** PROBLEM **
The lines below, all of them, should be returned exactly as they appear.

Dataset entries:
◇ ◇ ◇ ◇ ◇

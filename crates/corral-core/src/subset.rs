//! Environment-index subsets.
//!
//! [`EnvIds`] names which of the N parallel environment instances an
//! operation applies to: all of them, or an explicit ordered set of indices.
//! Used uniformly across `reset`/`apply`/state-indexing operations.

use serde::{Deserialize, Serialize};

// ---------------------------------------------------------------------------
// EnvIds
// ---------------------------------------------------------------------------

/// Which environment instances an operation applies to.
///
/// # Example
///
/// ```
/// use corral_core::subset::EnvIds;
///
/// let ids = EnvIds::from(vec![2, 5]);
/// assert_eq!(ids.indices(8), vec![2, 5]);
/// assert_eq!(EnvIds::All.indices(3), vec![0, 1, 2]);
/// ```
#[derive(Debug, Clone, PartialEq, Eq, Serialize, Deserialize)]
pub enum EnvIds {
    /// Unrestricted: every environment instance.
    All,
    /// An explicit ordered set of environment indices.
    Subset(Vec<usize>),
}

impl EnvIds {
    /// Materialize the subset as an ordered index list.
    #[must_use]
    pub fn indices(&self, num_envs: usize) -> Vec<usize> {
        match self {
            Self::All => (0..num_envs).collect(),
            Self::Subset(ids) => ids.clone(),
        }
    }

    /// Number of environments selected.
    #[must_use]
    pub fn len(&self, num_envs: usize) -> usize {
        match self {
            Self::All => num_envs,
            Self::Subset(ids) => ids.len(),
        }
    }

    /// Whether the selection is empty.
    #[must_use]
    pub fn is_empty(&self, num_envs: usize) -> bool {
        self.len(num_envs) == 0
    }

    /// Whether `index` is selected. `All` selects every index.
    #[must_use]
    pub fn contains(&self, index: usize) -> bool {
        match self {
            Self::All => true,
            Self::Subset(ids) => ids.contains(&index),
        }
    }

    /// Whether this is the unrestricted selection.
    #[must_use]
    pub const fn is_all(&self) -> bool {
        matches!(self, Self::All)
    }
}

impl From<Vec<usize>> for EnvIds {
    fn from(ids: Vec<usize>) -> Self {
        Self::Subset(ids)
    }
}

impl From<&[usize]> for EnvIds {
    fn from(ids: &[usize]) -> Self {
        Self::Subset(ids.to_vec())
    }
}

// ---------------------------------------------------------------------------
// Tests
// ---------------------------------------------------------------------------

#[cfg(test)]
mod tests {
    use super::*;

    #[test]
    fn all_materializes_every_index() {
        assert_eq!(EnvIds::All.indices(4), vec![0, 1, 2, 3]);
        assert_eq!(EnvIds::All.len(4), 4);
        assert!(!EnvIds::All.is_empty(4));
        assert!(EnvIds::All.is_all());
    }

    #[test]
    fn subset_keeps_order() {
        let ids = EnvIds::Subset(vec![5, 1, 3]);
        assert_eq!(ids.indices(8), vec![5, 1, 3]);
        assert_eq!(ids.len(8), 3);
        assert!(!ids.is_all());
    }

    #[test]
    fn empty_subset() {
        let ids = EnvIds::Subset(vec![]);
        assert!(ids.is_empty(8));
        assert_eq!(ids.indices(8), Vec::<usize>::new());
    }

    #[test]
    fn contains() {
        let ids = EnvIds::Subset(vec![0, 2]);
        assert!(ids.contains(0));
        assert!(!ids.contains(1));
        assert!(EnvIds::All.contains(7));
    }

    #[test]
    fn from_vec_and_slice() {
        let from_vec = EnvIds::from(vec![1, 2]);
        let from_slice = EnvIds::from(&[1usize, 2][..]);
        assert_eq!(from_vec, from_slice);
    }

    #[test]
    fn serialize_roundtrip() {
        let ids = EnvIds::Subset(vec![0, 3, 7]);
        let json = serde_json::to_string(&ids).unwrap();
        let ids2: EnvIds = serde_json::from_str(&json).unwrap();
        assert_eq!(ids, ids2);

        let all = EnvIds::All;
        let json = serde_json::to_string(&all).unwrap();
        let all2: EnvIds = serde_json::from_str(&json).unwrap();
        assert_eq!(all, all2);
    }
}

◇ ◇ ◇ ◇ ◇

** EXPECTED ANSWER **
filename crates/corral-core/src/subset.rs
//! Environment-index subsets.
//!
//! [`EnvIds`] names which of the N parallel environment instances an
//! operation applies to: all of them, or an explicit ordered set of indices.
//! Used uniformly across `reset`/`apply`/state-indexing operations.

use serde::{Deserialize, Serialize};

// ---------------------------------------------------------------------------
// EnvIds
// ---------------------------------------------------------------------------

/// Which environment instances an operation applies to.
///
/// # Example
///
/// ```
/// use corral_core::subset::EnvIds;
///
/// let ids = EnvIds::from(vec![2, 5]);
/// assert_eq!(ids.indices(8), vec![2, 5]);
/// assert_eq!(EnvIds::All.indices(3), vec![0, 1, 2]);
/// ```
#[derive(Debug, Clone, PartialEq, Eq, Serialize, Deserialize)]
pub enum EnvIds {
    /// Unrestricted: every environment instance.
    All,
    /// An explicit ordered set of environment indices.
    Subset(Vec<usize>),
}

impl EnvIds {
    /// Materialize the subset as an ordered index list.
    #[must_use]
    pub fn indices(&self, num_envs: usize) -> Vec<usize> {
        match self {
            Self::All => (0..num_envs).collect(),
            Self::Subset(ids) => ids.clone(),
        }
    }

    /// Number of environments selected.
    #[must_use]
    pub fn len(&self, num_envs: usize) -> usize {
        match self {
            Self::All => num_envs,
            Self::Subset(ids) => ids.len(),
        }
    }

    /// Whether the selection is empty.
    #[must_use]
    pub fn is_empty(&self, num_envs: usize) -> bool {
        self.len(num_envs) == 0
    }

    /// Whether `index` is selected. `All` selects every index.
    #[must_use]
    pub fn contains(&self, index: usize) -> bool {
        match self {
            Self::All => true,
            Self::Subset(ids) => ids.contains(&index),
        }
    }

    /// Whether this is the unrestricted selection.
    #[must_use]
    pub const fn is_all(&self) -> bool {
        matches!(self, Self::All)
    }
}

impl From<Vec<usize>> for EnvIds {
    fn from(ids: Vec<usize>) -> Self {
        Self::Subset(ids)
    }
}

impl From<&[usize]> for EnvIds {
    fn from(ids: &[usize]) -> Self {
        Self::Subset(ids.to_vec())
    }
}

// ---------------------------------------------------------------------------
// Tests
// ---------------------------------------------------------------------------

#[cfg(test)]
mod tests {
    use super::*;

    #[test]
    fn all_materializes_every_index() {
        assert_eq!(EnvIds::All.indices(4), vec![0, 1, 2, 3]);
        assert_eq!(EnvIds::All.len(4), 4);
        assert!(!EnvIds::All.is_empty(4));
        assert!(EnvIds::All.is_all());
    }

    #[test]
    fn subset_keeps_order() {
        let ids = EnvIds::Subset(vec![5, 1, 3]);
        assert_eq!(ids.indices(8), vec![5, 1, 3]);
        assert_eq!(ids.len(8), 3);
        assert!(!ids.is_all());
    }

    #[test]
    fn empty_subset() {
        let ids = EnvIds::Subset(vec![]);
        assert!(ids.is_empty(8));
        assert_eq!(ids.indices(8), Vec::<usize>::new());
    }

    #[test]
    fn contains() {
        let ids = EnvIds::Subset(vec![0, 2]);
        assert!(ids.contains(0));
        assert!(!ids.contains(1));
        assert!(EnvIds::All.contains(7));
    }

    #[test]
    fn from_vec_and_slice() {
        let from_vec = EnvIds::from(vec![1, 2]);
        let from_slice = EnvIds::from(&[1usize, 2][..]);
        assert_eq!(from_vec, from_slice);
    }

    #[test]
    fn serialize_roundtrip() {
        let ids = EnvIds::Subset(vec![0, 3, 7]);
        let json = serde_json::to_string(&ids).unwrap();
        let ids2: EnvIds = serde_json::from_str(&json).unwrap();
        assert_eq!(ids, ids2);

        let all = EnvIds::All;
        let json = serde_json::to_string(&all).unwrap();
        let all2: EnvIds = serde_json::from_str(&json).unwrap();
        assert_eq!(all, all2);
    }
}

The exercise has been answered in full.